The two central banks follow the US Federal Reserve (Fed) and the European Central Bank (ECB) in taking a more dovish tilt to monetary policy this year amid worries over slower global growth. In March, the Fed signalled there would be no further rate rises this year, while the ECB said interest rates would remain on hold until 2020.   

Bank of Japan clarifies forward guidance as inflation target remains distant

Piya Sachdeva, Economist, says:

The main takeaway from the Bank of Japan (BoJ) meeting last week was the tweak to forward guidance for future interest rates. The guidance that the BoJ would maintain extremely low levels of interest rates for an “extended period of time” has been changed to include “… at least through around spring 2020”.

As the initial forward guidance was rather vague, it is unclear whether this was merely a clarification or an explicit change of forward guidance to push out expectations of the next rate hike. Even if this was an attempt to lower the expected path of interest rates priced in markets, the next rate hike was already expected to be much later, by the end of 2024.

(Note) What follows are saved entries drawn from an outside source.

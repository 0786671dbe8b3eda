//! # fa-engine
//!
//! `fa-engine` is a unified engine for deterministic (DFA), nondeterministic (NFA) and
//! ε-transition (εNFA) finite automata: recognition, determinization, minimization, language
//! algebra and structural balancing, all built on a dense, arena-indexed representation
//! (`Rc<str>` names, `Vec`-of-indices adjacency) rather than a pointer-chasing graph.
//!
//! ## Usage
//!
//! ```rust
//! use fa_engine::dfa::build_dfa;
//! use fa_engine::model::{RawState, Transition};
//! use std::rc::Rc;
//!
//! let states = vec![RawState::new("s0"), RawState::new("s1")];
//! let alphabet = vec![Rc::from("a"), Rc::from("b")];
//! let transitions = vec![
//!     Transition::symbol_transition("s0", "a", "s1"),
//!     Transition::symbol_transition("s1", "a", "s0"),
//!     Transition::symbol_transition("s0", "b", "s0"),
//!     Transition::symbol_transition("s1", "b", "s1"),
//! ];
//! let (dfa, validation) = build_dfa(&states, &alphabet, &transitions, "s0", &[Rc::from("s1")]).unwrap();
//! assert!(validation.is_valid());
//! assert!(dfa.accepts(&["a"]).unwrap());
//! assert!(!dfa.accepts(&["a", "a"]).unwrap());
//! ```
//!
//! ## Validation
//!
//! Every automaton is built through `build_dfa`/`build_nfa`/`build_enfa`, which run the full
//! invariant suite (I1-I6, see `validation::automaton`) before a single state is allocated.
//! Construction fails with [`error::EngineError::InvalidAutomaton`] on a genuine invariant
//! violation (duplicate states, nondeterministic DFA transitions, dangling endpoints, ...); a
//! non-total DFA or an unreachable state is reported back as a warning/info alongside the built
//! automaton rather than rejected.
//!
//! ## Operations
//!
//! This crate supports:
//!
//! * Building and [validating](validation) DFAs, NFAs and εNFAs
//! * [Recognition](dfa::Dfa::accepts) / [step-by-step evaluation](dfa::Dfa::evaluator) for all three
//! * [Determinization](nfa::Nfa::to_dfa) (subset construction) and [ε-elimination](nfa::Nfa::remove_epsilon_moves)
//! * [Minimization](dfa::Dfa::minimize) via Hopcroft partition refinement, plus [incremental re-minimization](optimize::incremental_minimize)
//! * [Unreachable](dfa::Dfa::remove_unreachable_states)/[non-coaccessible](optimize::prune_non_coaccessible) state pruning
//! * [Union](algebra::union)/[intersection](algebra::intersection)/[complement](algebra::complement)/[concatenation](algebra::concatenate)/[Kleene star](algebra::star)
//! * [Structural/performance/memory balancing](balance) with language-preservation verification
//! * Canonical JSON [serialization](serialization)

pub mod algebra;
pub mod automaton;
pub mod balance;
pub mod config;
pub mod convert;
pub mod dfa;
pub mod error;
pub mod model;
pub mod nfa;
pub mod optimize;
#[cfg(test)]
mod property_tests;
pub mod serialization;
pub mod util;
pub mod validation;

pub use automaton::Automaton;
pub use config::EngineConfig;
pub use error::EngineError;

use model::{RawState, Transition};
use std::rc::Rc;
use validation::ValidationResult;

/// Builds a DFA from raw builder input, running I1-I6 (see `dfa::build_dfa`).
pub fn build_dfa(
    states: &[RawState],
    alphabet: &[Rc<str>],
    transitions: &[Transition],
    initial_state: &str,
    final_states: &[Rc<str>],
) -> Result<(Automaton, ValidationResult), EngineError> {
    let (built, validation) = dfa::build_dfa(states, alphabet, transitions, initial_state, final_states)?;
    Ok((built.into(), validation))
}

/// Builds a plain NFA from raw builder input, running I1-I6 (see `nfa::build_nfa`).
pub fn build_nfa(
    states: &[RawState],
    alphabet: &[Rc<str>],
    transitions: &[Transition],
    initial_states: &[Rc<str>],
    final_states: &[Rc<str>],
) -> Result<(Automaton, ValidationResult), EngineError> {
    let (built, validation) = nfa::build_nfa(states, alphabet, transitions, initial_states, final_states)?;
    Ok((built.into(), validation))
}

/// Builds an εNFA from raw builder input, running I1-I6 (see `nfa::build_enfa`).
pub fn build_enfa(
    states: &[RawState],
    alphabet: &[Rc<str>],
    transitions: &[Transition],
    initial_states: &[Rc<str>],
    final_states: &[Rc<str>],
) -> Result<(Automaton, ValidationResult), EngineError> {
    let (built, validation) = nfa::build_enfa(states, alphabet, transitions, initial_states, final_states)?;
    Ok((built.into(), validation))
}

/// Checks if `automaton` accepts `word`, failing with [`EngineError::UnknownSymbol`] on a
/// symbol outside its alphabet.
pub fn accepts(automaton: &Automaton, word: &[&str]) -> Result<bool, EngineError> {
    automaton.accepts(word)
}

/// Minimizes a DFA (unreachable + non-coaccessible pruning, then Hopcroft refinement).
pub fn minimize(dfa: &dfa::Dfa, config: &EngineConfig) -> Result<dfa::Dfa, EngineError> {
    optimize::minimize(dfa, config)
}

/// Converts a NFA/εNFA to an equivalent DFA via subset construction.
pub fn convert_to_dfa(nfa: &nfa::Nfa, config: &EngineConfig) -> Result<dfa::Dfa, EngineError> {
    convert::convert_to_dfa(nfa, config)
}

#[cfg(test)]
mod tests {
    use super::*;

    #[test]
    fn top_level_build_and_accepts_round_trip() {
        let states = vec![RawState::new("q0"), RawState::new("q1")];
        let alphabet = vec![Rc::from("a")];
        let transitions = vec![Transition::symbol_transition("q0", "a", "q1")];
        let (automaton, validation) = build_dfa(&states, &alphabet, &transitions, "q0", &[Rc::from("q1")]).unwrap();
        assert!(validation.is_valid());
        assert!(accepts(&automaton, &["a"]).unwrap());
    }

    #[test]
    fn top_level_minimize_shrinks_redundant_states() {
        let states = vec![RawState::new("a"), RawState::new("b"), RawState::new("c"), RawState::new("d")];
        let alphabet = vec![Rc::from("x")];
        let transitions = vec![
            Transition::symbol_transition("a", "x", "b"),
            Transition::symbol_transition("b", "x", "a"),
            Transition::symbol_transition("c", "x", "d"),
            Transition::symbol_transition("d", "x", "c"),
        ];
        let finals: Vec<Rc<str>> = vec![Rc::from("b"), Rc::from("d")];
        let (dfa, _) = dfa::build_dfa(&states, &alphabet, &transitions, "a", &finals).unwrap();
        let minimized = minimize(&dfa, &EngineConfig::default()).unwrap();
        assert_eq!(minimized.states().len(), 2);
    }
}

Moreover, the unchanged level of the Japanese yen versus the US dollar suggests this tweak did not change investors’ view on future interest rates materially.

While the main monetary policy tools were left unchanged, the BoJ’s dovish stance was shown by its decision to loosen conditions through the relaxation of the collateral conditions for banks that use the Securities Lending Facility (SLF). In balancing the need for prolonged loose monetary policy against the obvious risks, the BoJ has clearly moved to prioritise the former, providing support to tackle the deterioration in near-term growth and inflation.

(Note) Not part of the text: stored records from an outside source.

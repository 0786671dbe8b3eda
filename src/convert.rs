//! Conversion engine: εNFA → NFA, NFA → DFA, DFA → NFA.
//!
//! Each conversion here is a thin, config-aware wrapper over the core algorithm that already
//! lives on `Dfa`/`Nfa` (`Nfa::remove_epsilon_moves`, `Nfa::to_dfa_with_config`,
//! `Dfa::to_nfa`); this module is the place callers reach for when they want the
//! `EngineConfig`-checkpointed, logged, stats-emitting variant rather than calling the method
//! directly.

use crate::config::EngineConfig;
use crate::dfa::Dfa;
use crate::error::EngineError;
use crate::nfa::Nfa;
use log::debug;

/// Eliminates ε-transitions from an εNFA, producing a plain NFA with the same language.
pub fn remove_epsilon_moves(enfa: &Nfa) -> Nfa {
    let mut nfa = enfa.clone();
    let before = nfa.states().len();
    nfa.remove_epsilon_moves();
    debug!("eliminated epsilon moves: {} -> {} states", before, nfa.states().len());
    nfa
}

/// Converts an NFA/εNFA to an equivalent DFA via subset construction, respecting
/// `config.subset_construction_state_cap`.
pub fn convert_to_dfa(nfa: &Nfa, config: &EngineConfig) -> Result<Dfa, EngineError> {
    let dfa = nfa.to_dfa_with_config(config)?;
    debug!(
        "subset construction: {} NFA states -> {} DFA states, {} alphabet symbols",
        nfa.states().len(),
        dfa.states().len(),
        dfa.alphabet().len()
    );
    Ok(dfa)
}

/// Embeds a DFA into the NFA representation (every transition becomes a singleton set).
pub fn convert_to_nfa(dfa: Dfa) -> Nfa {
    let before = dfa.states().len();
    let nfa = dfa.to_nfa();
    debug!("embedded DFA with {before} states into NFA representation");
    nfa
}
//! Canonical JSON exchange format for DFAs and NFAs/εNFAs.
//!
//! `to_json` emits sorted arrays and sorted transition keys for byte-stable output; `from_json`
//! round-trips through the same `build_dfa`/`build_nfa`/`build_enfa` constructors the
//! programmatic API uses, so I1-I6 always re-run on load. Per-state kind tags and metadata are
//! not part of the wire format -- they're re-derived from the initial/final sets on load.

use crate::dfa::Dfa;
use crate::error::EngineError;
use crate::model::{AutomatonKind, RawState, Transition};
use crate::nfa::Nfa;
use serde::{Deserialize, Serialize};
use std::collections::BTreeMap;
use std::rc::Rc;

/// One transition target set, keyed by `"<state>,<symbol>"` (symbol `""` denotes ε). A `Dfa`
/// serializes a singleton target; a `Nfa`/εNFA serializes the full set.
#[derive(Debug, Clone, Serialize, Deserialize)]
#[serde(untagged)]
enum TargetSet {
    Single(String),
    Many(Vec<String>),
}

#[derive(Debug, Clone, Serialize, Deserialize)]
struct SerializedAutomaton {
    kind: AutomatonKind,
    states: Vec<String>,
    alphabet: Vec<String>,
    /// Sorted `"state,symbol"` keys (symbol `""` for ε) for byte-stable output.
    transitions: BTreeMap<String, TargetSet>,
    /// A `Dfa` always serializes a singleton; a `Nfa`/εNFA may carry several.
    initial_states: Vec<String>,
    final_states: Vec<String>,
}

fn transition_key(state: &str, symbol: Option<&str>) -> String {
    format!("{state},{}", symbol.unwrap_or(""))
}

/// Serializes a DFA to the canonical JSON exchange format.
pub fn dfa_to_json(dfa: &Dfa) -> Result<String, EngineError> {
    let mut states: Vec<String> = dfa.states().iter().map(|s| s.name().to_string()).collect();
    states.sort();
    let mut alphabet: Vec<String> = dfa.alphabet().iter().map(|s| s.to_string()).collect();
    alphabet.sort();
    let mut final_states: Vec<String> = dfa.states().iter().filter(|s| s.is_accepting()).map(|s| s.name().to_string()).collect();
    final_states.sort();

    let mut transitions = BTreeMap::new();
    for state in dfa.states() {
        for (symbol, target) in dfa.alphabet().iter().zip(state.transitions()) {
            if let Some(target_idx) = target {
                transitions.insert(transition_key(state.name(), Some(symbol)), TargetSet::Single(dfa.states()[*target_idx].name().to_string()));
            }
        }
    }

    let doc = SerializedAutomaton {
        kind: AutomatonKind::Dfa,
        states,
        alphabet,
        transitions,
        initial_states: vec![dfa.initial_state().name().to_string()],
        final_states,
    };
    serde_json::to_string(&doc).map_err(|e| EngineError::InvalidAutomaton {
        reason: format!("failed to serialize DFA: {e}"),
        location: Some("dfa_to_json".to_string()),
    })
}

/// Deserializes a DFA from the canonical JSON exchange format, re-running I1-I6 via `build_dfa`.
pub fn dfa_from_json(json: &str) -> Result<(Dfa, crate::validation::ValidationResult), EngineError> {
    let doc: SerializedAutomaton = parse_doc(json)?;
    let (states, alphabet, transitions, finals) = to_builder_input(&doc);
    let initial = doc.initial_states.first().map(String::as_str).unwrap_or("");
    crate::dfa::build_dfa(&states, &alphabet, &transitions, initial, &finals)
}

/// Serializes a NFA/εNFA to the canonical JSON exchange format.
pub fn nfa_to_json(nfa: &Nfa) -> Result<String, EngineError> {
    let mut states: Vec<String> = nfa.states().iter().map(|s| s.name().to_string()).collect();
    states.sort();
    let mut alphabet: Vec<String> = nfa.alphabet().iter().map(|s| s.to_string()).collect();
    alphabet.sort();
    let mut final_states: Vec<String> = nfa.states().iter().filter(|s| s.is_accepting()).map(|s| s.name().to_string()).collect();
    final_states.sort();

    let mut transitions: BTreeMap<String, TargetSet> = BTreeMap::new();
    for state in nfa.states() {
        for (symbol, targets) in nfa.alphabet().iter().zip(state.transitions()) {
            if !targets.is_empty() {
                let mut names: Vec<String> = targets.iter().map(|&idx| nfa.states()[idx].name().to_string()).collect();
                names.sort();
                transitions.insert(transition_key(state.name(), Some(symbol)), TargetSet::Many(names));
            }
        }
        if !state.epsilon_transitions().is_empty() {
            let mut names: Vec<String> = state.epsilon_transitions().iter().map(|&idx| nfa.states()[idx].name().to_string()).collect();
            names.sort();
            transitions.insert(transition_key(state.name(), None), TargetSet::Many(names));
        }
    }

    let doc = SerializedAutomaton {
        kind: nfa.kind(),
        states,
        alphabet,
        transitions,
        initial_states: {
            let mut names: Vec<String> = nfa.initial_states().map(|s| s.name().to_string()).collect();
            names.sort();
            names
        },
        final_states,
    };
    serde_json::to_string(&doc).map_err(|e| EngineError::InvalidAutomaton {
        reason: format!("failed to serialize NFA: {e}"),
        location: Some("nfa_to_json".to_string()),
    })
}

/// Deserializes a NFA/εNFA from the canonical JSON exchange format, re-running I1-I6 via
/// `build_nfa`/`build_enfa` depending on the serialized `kind`.
pub fn nfa_from_json(json: &str) -> Result<(Nfa, crate::validation::ValidationResult), EngineError> {
    let doc: SerializedAutomaton = parse_doc(json)?;
    let (states, alphabet, transitions, finals) = to_builder_input(&doc);
    let initials: Vec<Rc<str>> = doc.initial_states.iter().map(|s| Rc::from(s.as_str())).collect();
    match doc.kind {
        AutomatonKind::Enfa => crate::nfa::build_enfa(&states, &alphabet, &transitions, &initials, &finals),
        _ => crate::nfa::build_nfa(&states, &alphabet, &transitions, &initials, &finals),
    }
}

fn parse_doc(json: &str) -> Result<SerializedAutomaton, EngineError> {
    serde_json::from_str(json).map_err(|e| EngineError::InvalidAutomaton {
        reason: format!("failed to parse automaton JSON: {e}"),
        location: Some("from_json".to_string()),
    })
}

fn to_builder_input(doc: &SerializedAutomaton) -> (Vec<RawState>, Vec<Rc<str>>, Vec<Transition>, Vec<Rc<str>>) {
    let states = doc.states.iter().map(|s| RawState::new(s.as_str())).collect();
    let alphabet = doc.alphabet.iter().map(|s| Rc::from(s.as_str())).collect();
    let mut transitions = Vec::new();
    for (key, targets) in &doc.transitions {
        let Some((source, symbol)) = key.split_once(',') else { continue };
        let target_names: Vec<&str> = match targets {
            TargetSet::Single(s) => vec![s.as_str()],
            TargetSet::Many(v) => v.iter().map(|s| s.as_str()).collect(),
        };
        for target in target_names {
            transitions.push(if symbol.is_empty() {
                Transition::epsilon_transition(source, target)
            } else {
                Transition::symbol_transition(source, symbol, target)
            });
        }
    }
    let finals = doc.final_states.iter().map(|s| Rc::from(s.as_str())).collect();
    (states, alphabet, transitions, finals)
}

#[cfg(test)]
mod tests {
    use super::*;
    use crate::model::Transition as Tr;

    #[test]
    fn dfa_round_trips_through_json() {
        let states = vec![RawState::new("q0"), RawState::new("q1")];
        let alphabet = vec![Rc::from("a"), Rc::from("b")];
        let transitions = vec![Tr::symbol_transition("q0", "a", "q1"), Tr::symbol_transition("q1", "b", "q0")];
        let (dfa, _) = crate::dfa::build_dfa(&states, &alphabet, &transitions, "q0", &[Rc::from("q1")]).unwrap();

        let json = dfa_to_json(&dfa).unwrap();
        let (reloaded, validation) = dfa_from_json(&json).unwrap();
        assert!(validation.is_valid());
        assert!(dfa.equivalent_to(&reloaded));
    }

    #[test]
    fn json_output_is_byte_stable_across_runs() {
        let states = vec![RawState::new("b"), RawState::new("a")];
        let (dfa, _) = crate::dfa::build_dfa(&states, &[], &[], "a", &[]).unwrap();
        assert_eq!(dfa_to_json(&dfa).unwrap(), dfa_to_json(&dfa).unwrap());
    }

    #[test]
    fn enfa_round_trips_and_preserves_epsilon_kind() {
        let states = vec![RawState::new("s"), RawState::new("t")];
        let transitions = vec![Tr::epsilon_transition("s", "t")];
        let (enfa, _) = crate::nfa::build_enfa(&states, &[], &transitions, &[Rc::from("s")], &[Rc::from("t")]).unwrap();
        let json = nfa_to_json(&enfa).unwrap();
        let (reloaded, _) = nfa_from_json(&json).unwrap();
        assert_eq!(reloaded.kind(), AutomatonKind::Enfa);
        assert!(enfa.equivalent_to(&reloaded));
    }

    #[test]
    fn nfa_with_multiple_initial_states_round_trips() {
        let states = vec![RawState::new("s1"), RawState::new("s2"), RawState::new("f")];
        let alphabet = vec![Rc::from("x")];
        let transitions = vec![Tr::symbol_transition("s1", "x", "f"), Tr::symbol_transition("s2", "x", "f")];
        let (nfa, _) = crate::nfa::build_nfa(&states, &alphabet, &transitions, &[Rc::from("s1"), Rc::from("s2")], &[Rc::from("f")]).unwrap();
        let json = nfa_to_json(&nfa).unwrap();
        let (reloaded, _) = nfa_from_json(&json).unwrap();
        assert_eq!(reloaded.initial_state_indices().len(), 2);
        assert!(nfa.equivalent_to(&reloaded));
    }
}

In the accompanying quarterly Outlook Report, the BoJ’s new inflation forecast for FY2021 is 1.6% year-on-year. This suggests that the central bank itself does not believe it will achieve its 2% inflation target, which raises serious long-term questions over the validity of the target.

Our view is that the BoJ will remain dovish, keeping rates on hold and continuing its asset purchases programme well beyond its forward guidance timetable. Our forecast only has one 10 basis point (bps) rate hike at the end of 2020. However, the perpetual weakness in growth and inflation means the risks are skewed to rates remaining unchanged.

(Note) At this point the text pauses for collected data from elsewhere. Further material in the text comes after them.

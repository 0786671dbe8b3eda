//! Per-transition validation (I2/I3's shape rules: symbol present iff `Symbol` kind, endpoints
//! named). Membership of `source`/`target` in the declared state set is a cross-entity check
//! and belongs to `automaton::AutomatonValidator`.

use super::{ValidationResult, ValidationResultBuilder};
use crate::model::{is_valid_identifier, Transition, TransitionKind};

pub struct TransitionValidator;

impl TransitionValidator {
    pub fn validate(transition: &Transition) -> ValidationResult {
        let mut builder = ValidationResultBuilder::new();

        if !is_valid_identifier(&transition.source) {
            builder.error(
                "transition.invalid_source",
                format!("transition source '{}' is not a valid identifier", transition.source),
            );
        }
        if !is_valid_identifier(&transition.target) {
            builder.error(
                "transition.invalid_target",
                format!("transition target '{}' is not a valid identifier", transition.target),
            );
        }

        match (&transition.kind, &transition.symbol) {
            (TransitionKind::Symbol, None) => {
                builder.error(
                    "transition.missing_symbol",
                    format!(
                        "symbol transition {} -> {} has no symbol",
                        transition.source, transition.target
                    ),
                );
            }
            (TransitionKind::Epsilon, Some(symbol)) => {
                builder.error(
                    "transition.epsilon_with_symbol",
                    format!(
                        "epsilon transition {} -> {} carries symbol '{symbol}'",
                        transition.source, transition.target
                    ),
                );
            }
            (TransitionKind::Symbol, Some(symbol)) if symbol.is_empty() => {
                builder.error(
                    "transition.empty_symbol",
                    format!("transition {} -> {} has an empty symbol", transition.source, transition.target),
                );
            }
            _ => {}
        }

        if transition.condition.is_some() && !matches!(transition.kind, TransitionKind::Conditional) {
            builder.warning(
                "transition.condition_on_non_conditional",
                format!(
                    "transition {} -> {} carries a condition but is not marked conditional",
                    transition.source, transition.target
                ),
            );
        }

        builder.build()
    }
}

#[cfg(test)]
mod tests {
    use super::*;

    #[test]
    fn accepts_well_formed_symbol_transition() {
        let t = Transition::symbol_transition("q0", "a", "q1");
        assert!(TransitionValidator::validate(&t).is_valid());
    }

    #[test]
    fn accepts_well_formed_epsilon_transition() {
        let t = Transition::epsilon_transition("q0", "q1");
        assert!(TransitionValidator::validate(&t).is_valid());
    }

    #[test]
    fn rejects_symbol_transition_without_symbol() {
        let mut t = Transition::symbol_transition("q0", "a", "q1");
        t.symbol = None;
        assert!(!TransitionValidator::validate(&t).is_valid());
    }

    #[test]
    fn rejects_epsilon_transition_with_symbol() {
        let mut t = Transition::epsilon_transition("q0", "q1");
        t.symbol = Some("a".into());
        assert!(!TransitionValidator::validate(&t).is_valid());
    }

    #[test]
    fn rejects_invalid_endpoint_identifiers() {
        let t = Transition::symbol_transition("0q", "a", "q1");
        assert!(!TransitionValidator::validate(&t).is_valid());
    }
}
fn build_nfa_kind(
    states: &[RawState],
    alphabet: &[Rc<str>],
    transitions: &[Transition],
    initial_states: &[Rc<str>],
    final_states: &[Rc<str>],
    kind: AutomatonKind,
) -> Result<(Nfa, ValidationResult), EngineError> {
    let raw = RawAutomaton {
        kind,
        states,
        alphabet,
        transitions,
        initial_states,
        final_states,
    };
    let validation = AutomatonValidator::validate_build(&raw);
    if !validation.is_valid() {
        let reason = validation.errors().first().map(|f| f.message.clone()).unwrap_or_else(|| "automaton failed validation".to_string());
        return Err(EngineError::InvalidAutomaton {
            reason,
            location: Some("build_nfa".to_string()),
        });
    }

    let initial_set: HashSet<&Rc<str>> = initial_states.iter().collect();
    let final_set: HashSet<&Rc<str>> = final_states.iter().collect();
    let index_of: HashMap<&Rc<str>, usize> = states.iter().enumerate().map(|(i, s)| (&s.id, i)).collect();
    let symbol_index: HashMap<&Rc<str>, usize> = alphabet.iter().enumerate().map(|(i, s)| (s, i)).collect();

    let mut transition_table: Vec<Vec<Vec<usize>>> = vec![vec![Vec::new(); alphabet.len()]; states.len()];
    let mut epsilon_table: Vec<Vec<usize>> = vec![Vec::new(); states.len()];

    for t in transitions {
        let Some(&src) = index_of.get(&t.source) else { continue };
        let Some(&tgt) = index_of.get(&t.target) else { continue };
        match (&t.kind, &t.symbol) {
            (TransitionKind::Epsilon, _) => epsilon_table[src].push(tgt),
            (_, Some(symbol)) => {
                if let Some(&sym_idx) = symbol_index.get(symbol) {
                    transition_table[src][sym_idx].push(tgt);
                }
            }
            _ => {}
        }
    }

    let nfa_states = states
        .iter()
        .enumerate()
        .map(|(i, raw_state)| NfaState {
            name: raw_state.id.clone(),
            kind: StateKind::from_flags(initial_set.contains(&raw_state.id), final_set.contains(&raw_state.id)),
            metadata: raw_state.metadata.clone(),
            epsilon_transitions: mem::take(&mut epsilon_table[i]),
            transitions: mem::take(&mut transition_table[i]),
        })
        .collect();

    let mut initial_idx: Vec<usize> = initial_states.iter().map(|id| *index_of.get(id).expect("validated initial state exists")).collect();
    initial_idx.sort_unstable();
    initial_idx.dedup();

    let nfa = Nfa {
        alphabet: Rc::from(alphabet),
        states: nfa_states,
        initial_states: initial_idx,
        kind,
    };
    debug!("built {} with {} states, {} warnings", kind, nfa.states.len(), validation.warnings().len());
    Ok((nfa, validation))
}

Bank of Canada removes its bias towards hiking

Irene Lauro, Economist, says:

On last Wednesday, the Bank of Canada (BoC) left the policy rate on hold at 1.75% as markets expected. In its rate decision, the BoC removed its hiking bias by eliminating the reference to the need for interest rates to return to a neutral range, which was revised down by 25bps to 2.25–3.25%.

The BoC said that an accommodative policy rate continues to be warranted as the outlook for growth for the first half of 2019 has deteriorated. Amid the 2018 crude oil price slump, ongoing oil transportation bottlenecks and trade policy uncertainty that continue to weigh on investment and trade, the bank now expects the economy to grow 1.2% in 2019, down by 0.5% from its January forecast.

However, the bank believes that the slowdown of growth to a below-potential pace will prove to be temporary, as the BoC left growth expectations for 2020 untouched at 2.1%, which is above the BoC’s estimate of potential growth of 1.8%. The bank said that it will keep watching developments in household spending, oil markets, and global trade policy to gauge the extent to which the factors weighing on growth and the inflation outlook are dissipating.

On the possibility of rate cuts, during the press conference Governor Poloz said that if the BoC’s forecast is right “which I firmly believe it to be, then interest rates are more likely to go up than down over time”. While his statement suggests that the hiking cycle could resume as the economy is expected to grow above potential in 2020, a significant slowdown in the US or further weakness in global growth could trigger an even more dovish BoC shift.

The BoC is likely to stay on hold throughout this year, and as the Bank remains highly data dependent, we will need to see a substantial economic rebound in the second half of 2019 for the BoC to resume its hiking cycle next year.